Interest-Rates / US Bonds Sep 07, 2010 - 08:51 AM GMT

By: DailyWealth

Interest-Rates

Best Financial Markets Analysis ArticleTom Dyson writes: You'll sleep soundly at night. Your neighbors won't laugh at you. Your pulse won't budge. But if you make this trade, I guarantee you'll lose money...

One year ago, I opened an essay with the paragraph above. Then I showed you why a certain trade was a foolish proposition, even though it appeared to be a "no brainer."

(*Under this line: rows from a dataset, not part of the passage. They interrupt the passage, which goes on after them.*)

//! Command-line interface definition.

use std::path::PathBuf;

use clap::{Parser, Subcommand};

use crate::config::ClientConfig;

/// nextmeetup - When is the next meetup?
#[derive(Debug, Parser)]
#[command(name = "nextmeetup")]
#[command(author, version, about, long_about = None)]
pub struct Cli {
    /// Path to configuration file
    #[arg(long, short, env = "NEXTMEETUP_CONFIG")]
    pub config: Option<PathBuf>,

    /// Enable debug output
    #[arg(long, short = 'v')]
    pub debug: bool,

    /// Meetup group page URL
    #[arg(long)]
    pub url: Option<String>,

    /// Group name shown in the report header
    #[arg(long)]
    pub group_name: Option<String>,

    /// User-Agent header sent with the request
    #[arg(long)]
    pub user_agent: Option<String>,

    /// Request timeout in seconds
    #[arg(long)]
    pub timeout: Option<u64>,

    #[command(subcommand)]
    pub command: Option<Command>,
}

impl Cli {
    /// Applies command-line overrides on top of file configuration.
    pub fn apply_overrides(&self, config: &mut ClientConfig) {
        if self.debug {
            config.debug = true;
        }
        if let Some(ref url) = self.url {
            config.meetup.url = url.clone();
        }
        if let Some(ref name) = self.group_name {
            config.meetup.group_name = name.clone();
        }
        if let Some(ref agent) = self.user_agent {
            config.meetup.user_agent = agent.clone();
        }
        if let Some(secs) = self.timeout {
            config.meetup.request_timeout_secs = Some(secs);
        }
    }
}

/// Available commands.
#[derive(Debug, Subcommand)]
pub enum Command {
    /// Configuration commands
    Config {
        #[command(subcommand)]
        action: ConfigAction,
    },
}

/// Configuration actions.
#[derive(Debug, Subcommand)]
pub enum ConfigAction {
    /// Dump current configuration
    Dump,

    /// Validate configuration
    Validate,

    /// Show configuration file path
    Path,
}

I called this trade a "comfort trap."

I was talking about the dangers of betting against the value of United States Treasury bonds. At the time, the government was supplying the market with enormous quantities of bonds. It was the largest bond issuance the world had ever seen. Meanwhile, the economy was recovering and everyone was talking about "green shoots." Finally, the Fed – which had been buying vast quantities of government bonds – had just announced it would no longer support the government bond market.

Here's what I wrote:

In short, it's a slam-dunk bet that interest rates on government debt have to rise. You'd have to be an idiot to bet against the price of U.S. government debt right now. But wait...

These incredibly obvious headlines tell me the world has bet against government debt. The numbers back up my hunch. Right now, large speculators have the biggest net-short position in 30-year bond futures since July 2007... and the second-largest short position of all time.

With the crowd betting so heavily on the short side of the Treasury bond market, we're almost certain to see a large move in the opposite direction.

And that's exactly what happened. In the 12 months since I wrote this essay, the Treasury bond market has shown incredible strength... rising month after month. Here's the chart of the 10-year Treasury note's price. It's risen relentlessly for the last five months, and it's closing in on the all-time highs it set in December 2008.



Here's the thing: Since I wrote this essay, sentiment in the government bond markets has completely changed.

Back then, you couldn't find a single reason to own government bonds, and traders had a record short position betting against them.

Now, it's easy to find reasons to buy government bonds... It appears we're heading into recession, the Fed will crank up its government bond purchases again, and we're following the Japanese path to 1% bond yields. Meanwhile, traders have their most bullish position in government bonds this year.

In other words, buying government bonds has become the new comfort trap. Buy them if you need comfort... but I guarantee you'll lose money.

My advice: Avoid the Treasury bond market. Prices are too high, traders are too bullish, and the trade feels too comfortable. It's a guaranteed loser.

Instead, if you're looking for a safe place to park your money and earn a stable income, you should consider buying preferred stock. With preferred stock, you can earn 6%-8% yields guaranteed by some of the most dominant, cash-rich companies in the world.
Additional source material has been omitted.